Set down, exactly, every line from the top of the listing through the one holding "const DEFAULT_CONNECTION_TTL: Duration".
*** Opening of Data in this exercise ***
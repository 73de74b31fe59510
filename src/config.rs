//! Application-level configuration loading: round timings, sync cadence and store limits.

use std::{env, fs, io::ErrorKind, path::PathBuf, time::Duration};

use serde::Deserialize;
use serde_with::{DurationSeconds, serde_as};
use tracing::{info, warn};

/// Default location on disk where the server looks for the JSON configuration.
const DEFAULT_CONFIG_PATH: &str = "config/app.json";
/// Environment variable that overrides [`DEFAULT_CONFIG_PATH`].
const CONFIG_PATH_ENV: &str = "KEYFURY_CONFIG_PATH";

const DEFAULT_ROUND_DURATION: Duration = Duration::from_secs(140);
const DEFAULT_COUNTDOWN_TICKS: u32 = 5;
const DEFAULT_END_GUARD: Duration = Duration::from_secs(2);
const DEFAULT_SYNC_PERIOD: Duration = Duration::from_secs(2);
const DEFAULT_CLEANUP_PERIOD: Duration = Duration::from_secs(5 * 60);
const DEFAULT_ROOM_TTL: Duration = Duration::from_secs(15 * 60);
const DEFAULT_CONNECTION_TTL: Duration = Duration::from_secs(25 * 60);
const DEFAULT_CHAT_TTL: Duration = Duration::from_secs(20 * 60);
const DEFAULT_SESSION_TTL: Duration = Duration::from_secs(20 * 60);
const DEFAULT_CHAT_CAP: usize = 50;

/// Length of one countdown tick.
pub const COUNTDOWN_TICK: Duration = Duration::from_secs(1);

/// Timing of a single round.
#[derive(Debug, Clone, Copy, PartialEq, Eq)]
pub struct RoundConfig {
    /// Fixed length of a running round.
    pub duration: Duration,
    /// Number of one-second ticks before the round starts.
    pub countdown_ticks: u32,
    /// Slack added to the server deadline so late client signals do not race it.
    pub end_guard: Duration,
}

/// Cadence of the background timer tasks.
#[derive(Debug, Clone, Copy, PartialEq, Eq)]
pub struct SyncConfig {
    /// Period of the timer sync broadcast.
    pub period: Duration,
    /// Period of the standalone registry reconciliation sweep.
    pub cleanup_period: Duration,
}

/// Expiry and retention applied to room-scoped keys.
#[derive(Debug, Clone, Copy, PartialEq, Eq)]
pub struct StoreLimits {
    pub room_ttl: Duration,
    pub connection_ttl: Duration,
    pub chat_ttl: Duration,
    pub session_ttl: Duration,
    /// Number of chat messages kept per room.
    pub chat_cap: usize,
}

#[derive(Debug, Clone)]
/// Immutable runtime configuration shared across the application.
pub struct AppConfig {
    round: RoundConfig,
    sync: SyncConfig,
    limits: StoreLimits,
}

impl AppConfig {
    /// Load the application configuration from disk, falling back to built-in defaults.
    pub fn load() -> Self {
        let path = resolve_config_path();
        match fs::read_to_string(&path) {
            Ok(contents) => match serde_json::from_str::<RawConfig>(&contents) {
                Ok(raw) => {
                    let app_config: Self = raw.into();
                    info!(
                        path = %path.display(),
                        duration_secs = app_config.round.duration.as_secs(),
                        "loaded configuration"
                    );
                    app_config
                }
                Err(err) => {
                    warn!(
                        path = %path.display(),
                        error = %err,
                        "failed to parse config; falling back to defaults"
                    );
                    Self::default()
                }
            },
            Err(err) if err.kind() == ErrorKind::NotFound => {
                info!(
                    path = %path.display(),
                    "config file not found; using built-in defaults"
                );
                Self::default()
            }
            Err(err) => {
                warn!(
                    path = %path.display(),
                    error = %err,
                    "failed to read config; falling back to defaults"
                );
                Self::default()
            }
        }
    }

    pub fn round(&self) -> RoundConfig {
        self.round
    }

    pub fn sync(&self) -> SyncConfig {
        self.sync
    }

    pub fn store_limits(&self) -> StoreLimits {
        self.limits
    }

    /// Override the round timing, keeping everything else.
    pub fn with_round(mut self, round: RoundConfig) -> Self {
        self.round = round;
        self
    }
}

impl Default for AppConfig {
    fn default() -> Self {
        RawConfig::default().into()
    }
}

#[serde_as]
#[derive(Debug, Default, Deserialize)]
#[serde(default, rename_all = "camelCase")]
/// JSON representation of the configuration file located at [`DEFAULT_CONFIG_PATH`].
struct RawConfig {
    #[serde_as(as = "Option<DurationSeconds<u64>>")]
    round_duration_secs: Option<Duration>,
    countdown_ticks: Option<u32>,
    #[serde_as(as = "Option<DurationSeconds<u64>>")]
    end_guard_secs: Option<Duration>,
    #[serde_as(as = "Option<DurationSeconds<u64>>")]
    sync_period_secs: Option<Duration>,
    #[serde_as(as = "Option<DurationSeconds<u64>>")]
    cleanup_period_secs: Option<Duration>,
    #[serde_as(as = "Option<DurationSeconds<u64>>")]
    room_ttl_secs: Option<Duration>,
    #[serde_as(as = "Option<DurationSeconds<u64>>")]
    connection_ttl_secs: Option<Duration>,
    #[serde_as(as = "Option<DurationSeconds<u64>>")]
    chat_ttl_secs: Option<Duration>,
    #[serde_as(as = "Option<DurationSeconds<u64>>")]
    session_ttl_secs: Option<Duration>,
    chat_cap: Option<usize>,
}

impl From<RawConfig> for AppConfig {
    fn from(value: RawConfig) -> Self {
        // A zero period would make the tokio interval panic.
        let non_zero = |value: Option<Duration>, fallback: Duration| {
            value.filter(|d| !d.is_zero()).unwrap_or(fallback)
        };

        Self {
            round: RoundConfig {
                duration: non_zero(value.round_duration_secs, DEFAULT_ROUND_DURATION),
                countdown_ticks: value.countdown_ticks.unwrap_or(DEFAULT_COUNTDOWN_TICKS),
                end_guard: value.end_guard_secs.unwrap_or(DEFAULT_END_GUARD),
            },
            sync: SyncConfig {
                period: non_zero(value.sync_period_secs, DEFAULT_SYNC_PERIOD),
                cleanup_period: non_zero(value.cleanup_period_secs, DEFAULT_CLEANUP_PERIOD),
            },
            limits: StoreLimits {
                room_ttl: non_zero(value.room_ttl_secs, DEFAULT_ROOM_TTL),
                connection_ttl: non_zero(value.connection_ttl_secs, DEFAULT_CONNECTION_TTL),
                chat_ttl: non_zero(value.chat_ttl_secs, DEFAULT_CHAT_TTL),
                session_ttl: non_zero(value.session_ttl_secs, DEFAULT_SESSION_TTL),
                chat_cap: value.chat_cap.unwrap_or(DEFAULT_CHAT_CAP),
            },
        }
    }
}

/// Resolve the configuration path taking the environment override into account.
fn resolve_config_path() -> PathBuf {
    env::var_os(CONFIG_PATH_ENV)
        .map(PathBuf::from)
        .filter(|path| !path.as_os_str().is_empty())
        .unwrap_or_else(|| PathBuf::from(DEFAULT_CONFIG_PATH))
}

#[cfg(test)]
mod tests {
    use super::*;

    #[test]
    fn defaults_match_the_race_rules() {
        let config = AppConfig::default();
        assert_eq!(config.round().duration, Duration::from_secs(140));
        assert_eq!(config.round().countdown_ticks, 5);
        assert_eq!(config.round().end_guard, Duration::from_secs(2));
        assert_eq!(config.sync().period, Duration::from_secs(2));
        assert_eq!(config.store_limits().chat_cap, 50);
    }

    #[test]
    fn partial_file_overrides_only_given_fields() {
        let raw: RawConfig =
            serde_json::from_str(r#"{"roundDurationSecs": 60, "chatCap": 10, "syncPeriodSecs": 0}"#)
                .unwrap();
        let config = AppConfig::from(raw);
        assert_eq!(config.round().duration, Duration::from_secs(60));
        assert_eq!(config.store_limits().chat_cap, 10);
        assert_eq!(config.sync().period, DEFAULT_SYNC_PERIOD);
        assert_eq!(config.store_limits().room_ttl, DEFAULT_ROOM_TTL);
    }
}
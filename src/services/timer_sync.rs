//! Periodic, server-authoritative round clock broadcast.
//!
//! Remaining time is always derived from the start timestamp in the store, never
//! accumulated, so a client that misses ticks converges on the next one.

use std::time::Duration;

use tokio::time::{MissedTickBehavior, interval};
use tracing::{debug, info, warn};
use uuid::Uuid;

use crate::{
    dao::room_store::RoomStore,
    dto::ws::{ServerMessage, TimerSyncView},
    error::ServiceError,
    state::{SharedState, clock::elapsed_secs, room::RoomCode},
};

/// Round clock as seen at `now_ms`.
///
/// Without a session the full duration is reported as not running.
pub fn timer_snapshot(started_at_ms: Option<u64>, now_ms: u64, duration: Duration) -> TimerSyncView {
    let total = duration.as_secs();
    match started_at_ms {
        Some(started_at_ms) => {
            let remaining = total.saturating_sub(elapsed_secs(started_at_ms, now_ms));
            TimerSyncView {
                remaining,
                running: remaining > 0,
                server_time: now_ms,
            }
        }
        None => TimerSyncView {
            remaining: total,
            running: false,
            server_time: now_ms,
        },
    }
}

/// Drop registry entries whose room or session is gone, returning the survivors.
///
/// A room whose liveness cannot be read is pruned as well.
pub async fn reconcile(state: &SharedState, store: &RoomStore) -> Vec<RoomCode> {
    let mut survivors = Vec::new();
    for room in state.active_rooms().snapshot() {
        match store.session_liveness(&room).await {
            Ok(liveness) if liveness.is_live() => survivors.push(room),
            Ok(_) => {
                state.active_rooms().remove(&room);
            }
            Err(err) => {
                warn!(room = %room, error = %err, "failed to check room liveness; pruning");
                state.active_rooms().remove(&room);
            }
        }
    }
    survivors
}

/// One timer sync tick: reconcile, then broadcast the clock of every live room.
pub async fn sync_active_rooms(state: &SharedState) {
    if state.active_rooms().is_empty() {
        return;
    }
    let Ok(store) = state.require_store().await else {
        debug!("skipping timer sync in degraded mode");
        return;
    };

    let rooms = reconcile(state, &store).await;
    let duration = state.config().round().duration;
    for room in rooms {
        match store.session_start(&room).await {
            Ok(Some(started_at_ms)) => {
                let view = timer_snapshot(Some(started_at_ms), state.now_ms(), duration);
                if view.remaining > 0 {
                    state.hub().broadcast(&room, &ServerMessage::TimerSync(view));
                } else {
                    // The round's own deadline announces the end.
                    state.active_rooms().remove(&room);
                }
            }
            Ok(None) => {
                state.active_rooms().remove(&room);
            }
            Err(err) => {
                warn!(room = %room, error = %err, "timer sync failed; pruning room");
                state.active_rooms().remove(&room);
            }
        }
    }
}

/// Answer a client's on-demand sync request on its own connection.
pub async fn get_timer_sync(
    state: &SharedState,
    connection: Uuid,
    room: &RoomCode,
) -> Result<(), ServiceError> {
    let store = state.require_store().await?;
    let started_at_ms = store.session_start(room).await?;
    if started_at_ms.is_none() && !store.room_exists(room).await? {
        return Err(ServiceError::RoomNotFound(room.clone()));
    }

    let view = timer_snapshot(started_at_ms, state.now_ms(), state.config().round().duration);
    let _ = state.hub().send(connection, &ServerMessage::TimerSync(view));
    Ok(())
}

/// Drive the timer sync loop forever.
pub async fn run(state: SharedState) {
    let mut ticker = interval(state.config().sync().period);
    ticker.set_missed_tick_behavior(MissedTickBehavior::Skip);
    loop {
        ticker.tick().await;
        sync_active_rooms(&state).await;
    }
}

/// Reconcile the active room registry on a slow cadence, independently of the sync loop.
pub async fn run_cleanup(state: SharedState) {
    let mut ticker = interval(state.config().sync().cleanup_period);
    ticker.set_missed_tick_behavior(MissedTickBehavior::Skip);
    loop {
        ticker.tick().await;
        match state.require_store().await {
            Ok(store) => {
                reconcile(&state, &store).await;
                info!(active = state.active_rooms().len(), "active rooms cleanup completed");
            }
            Err(_) => debug!("skipping active room cleanup in degraded mode"),
        }
    }
}

#[cfg(test)]
mod tests {
    use std::sync::Arc;

    use axum::extract::ws::Message;
    use tokio::sync::mpsc;

    use super::*;
    use crate::{
        config::AppConfig,
        dao::kv_store::{memory::MemoryStore, testing::TestStore},
        services::room_service,
        state::{AppState, hub::ClientConnection},
    };

    async fn subscribed_room(
        kv: TestStore,
    ) -> (SharedState, RoomCode, mpsc::UnboundedReceiver<Message>) {
        let state = AppState::with_store(AppConfig::default(), Arc::new(kv)).await;
        let (tx, mut rx) = mpsc::unbounded_channel();
        let id = Uuid::new_v4();
        state.hub().register(ClientConnection { id, tx });
        let room = RoomCode::parse("R1").unwrap();
        room_service::create_room(&state, id, &room, "u1", "one")
            .await
            .unwrap();
        while rx.try_recv().is_ok() {}
        (state, room, rx)
    }

    const DURATION: Duration = Duration::from_secs(140);

    #[test]
    fn idle_room_reports_full_duration() {
        let view = timer_snapshot(None, 5_000, DURATION);
        assert_eq!(
            view,
            TimerSyncView {
                remaining: 140,
                running: false,
                server_time: 5_000
            }
        );
    }

    #[test]
    fn remaining_is_derived_from_start() {
        let view = timer_snapshot(Some(1_000), 11_000, DURATION);
        assert_eq!(view.remaining, 130);
        assert!(view.running);

        let over = timer_snapshot(Some(0), 200_000, DURATION);
        assert_eq!(over.remaining, 0);
        assert!(!over.running);
    }

    #[tokio::test]
    async fn reconcile_prunes_rooms_without_session() {
        let state = AppState::with_store(AppConfig::default(), Arc::new(MemoryStore::new())).await;
        let store = state.store().await.unwrap();
        let live = RoomCode::parse("live").unwrap();
        let stale = RoomCode::parse("stale").unwrap();
        let leader = crate::state::room::PlayerRecord::new("one", true);
        store.create_room(&live, "u1", &leader, Uuid::new_v4()).await.unwrap();
        store.create_room(&stale, "u1", &leader, Uuid::new_v4()).await.unwrap();
        store.begin_session(&live, 1).await.unwrap();
        state.active_rooms().add(&live);
        state.active_rooms().add(&stale);

        let survivors = reconcile(&state, &store).await;
        assert_eq!(survivors, vec![live.clone()]);
        assert!(state.active_rooms().contains(&live));
        assert!(!state.active_rooms().contains(&stale));
    }

    #[tokio::test]
    async fn sync_prunes_rooms_it_cannot_read() {
        let kv = TestStore::new();
        let (state, room, mut rx) = subscribed_room(kv.clone()).await;
        let store = state.store().await.unwrap();
        store.begin_session(&room, state.now_ms()).await.unwrap();
        state.active_rooms().add(&room);

        kv.fail_reads(true);
        sync_active_rooms(&state).await;
        assert!(!state.active_rooms().contains(&room));
        assert!(rx.try_recv().is_err());
    }

    #[tokio::test]
    async fn expired_clock_is_pruned_without_announcing_the_end() {
        let (state, room, mut rx) = subscribed_room(TestStore::new()).await;
        let store = state.store().await.unwrap();
        let started_at_ms = state.now_ms() - DURATION.as_millis() as u64 - 1_000;
        store.begin_session(&room, started_at_ms).await.unwrap();
        state.active_rooms().add(&room);

        sync_active_rooms(&state).await;
        assert!(!state.active_rooms().contains(&room));
        assert!(rx.try_recv().is_err());
    }

    #[tokio::test]
    async fn running_rooms_receive_the_clock() {
        let (state, room, mut rx) = subscribed_room(TestStore::new()).await;
        let store = state.store().await.unwrap();
        store.begin_session(&room, state.now_ms()).await.unwrap();
        state.active_rooms().add(&room);

        sync_active_rooms(&state).await;
        assert!(state.active_rooms().contains(&room));
        let Ok(Message::Text(text)) = rx.try_recv() else {
            panic!("expected a timer sync");
        };
        let event: serde_json::Value = serde_json::from_str(text.as_str()).unwrap();
        assert_eq!(event["event"], "timerSync");
    }
}
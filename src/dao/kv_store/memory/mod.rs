//! In-process TTL store implementing [`KvStore`](super::KvStore).

mod store;

pub use store::MemoryStore;
#[tokio::test(start_paused = true)]
async fn chat_history_is_pushed_on_join() {
    let state = new_state().await;
    let clients = open_room(&state, "R1", &["u1"]).await;
    clients[0]
        .send(&state, "chatMessage", json!({ "roomId": "R1", "userId": "u1", "message": "hi" }))
        .await;

    let mut joiner = Client::connect(&state);
    joiner
        .send(
            &state,
            "joinRoom",
            json!({ "roomId": "R1", "userId": "u2", "username": "two" }),
        )
        .await;
    let events = joiner.drain();
    let history = named(&events, "chatHistory");
    assert_eq!(history.len(), 1);
    assert_eq!(history[0]["data"][0]["message"], "hi");
    assert_eq!(history[0]["data"][0]["username"], "U1");
}

#[tokio::test(start_paused = true)]
async fn results_project_final_standings() {
    let state = new_state().await;
    let room = code("R1");
    let clients = open_room(&state, "R1", &["u1", "u2"]).await;
    clients[0]
        .send(&state, "startTest", json!({ "roomId": "R1", "userId": "u1" }))
        .await;
    sleep(Duration::from_millis(5_500)).await;
    clients[1]
        .send(
            &state,
            "updateStats",
            json!({ "roomId": "R1", "userId": "u2", "wpm": 70.0, "progress": 40.0, "accuracy": 92.0 }),
        )
        .await;

    let results = stats_service::get_results(&state, &room).await.unwrap();
    let value = serde_json::to_value(&results).unwrap();
    assert_eq!(value["players"][0]["userId"], "u1");
    assert_eq!(value["players"][1]["finalWpm"], 70.0);
    assert_eq!(value["players"][1]["performanceHistory"].as_array().unwrap().len(), 1);

    assert!(stats_service::get_results(&state, &code("GHOST")).await.is_err());
}
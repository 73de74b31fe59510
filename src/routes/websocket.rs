use axum::{
    Router,
    extract::{State, WebSocketUpgrade},
    response::IntoResponse,
    routing::get,
};

use crate::{services::websocket_service, state::SharedState};

#[utoipa::path(
    get,
    path = "/ws",
    tag = "race",
    responses((status = 101, description = "Switching protocols to WebSocket"))
)]
/// Upgrade the HTTP connection into a race WebSocket session.
pub async fn ws_handler(
    State(state): State<SharedState>,
    ws: WebSocketUpgrade,
) -> impl IntoResponse {
    ws.on_upgrade(move |socket| websocket_service::handle_socket(state, socket))
}

/// Configure the WebSocket endpoint.
pub fn router() -> Router<SharedState> {
    Router::<SharedState>::new().route("/ws", get(ws_handler))
}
*** Close of Data in this exercise ***
Finished exercise:
repository 73de74b31fe59510
filename src/config.rs
//! Application-level configuration loading: round timings, sync cadence and store limits.

use std::{env, fs, io::ErrorKind, path::PathBuf, time::Duration};

use serde::Deserialize;
use serde_with::{DurationSeconds, serde_as};
use tracing::{info, warn};

/// Default location on disk where the server looks for the JSON configuration.
const DEFAULT_CONFIG_PATH: &str = "config/app.json";
/// Environment variable that overrides [`DEFAULT_CONFIG_PATH`].
const CONFIG_PATH_ENV: &str = "KEYFURY_CONFIG_PATH";

const DEFAULT_ROUND_DURATION: Duration = Duration::from_secs(140);
const DEFAULT_COUNTDOWN_TICKS: u32 = 5;
const DEFAULT_END_GUARD: Duration = Duration::from_secs(2);
const DEFAULT_SYNC_PERIOD: Duration = Duration::from_secs(2);
const DEFAULT_CLEANUP_PERIOD: Duration = Duration::from_secs(5 * 60);
const DEFAULT_ROOM_TTL: Duration = Duration::from_secs(15 * 60);
const DEFAULT_CONNECTION_TTL: Duration = Duration::from_secs(25 * 60);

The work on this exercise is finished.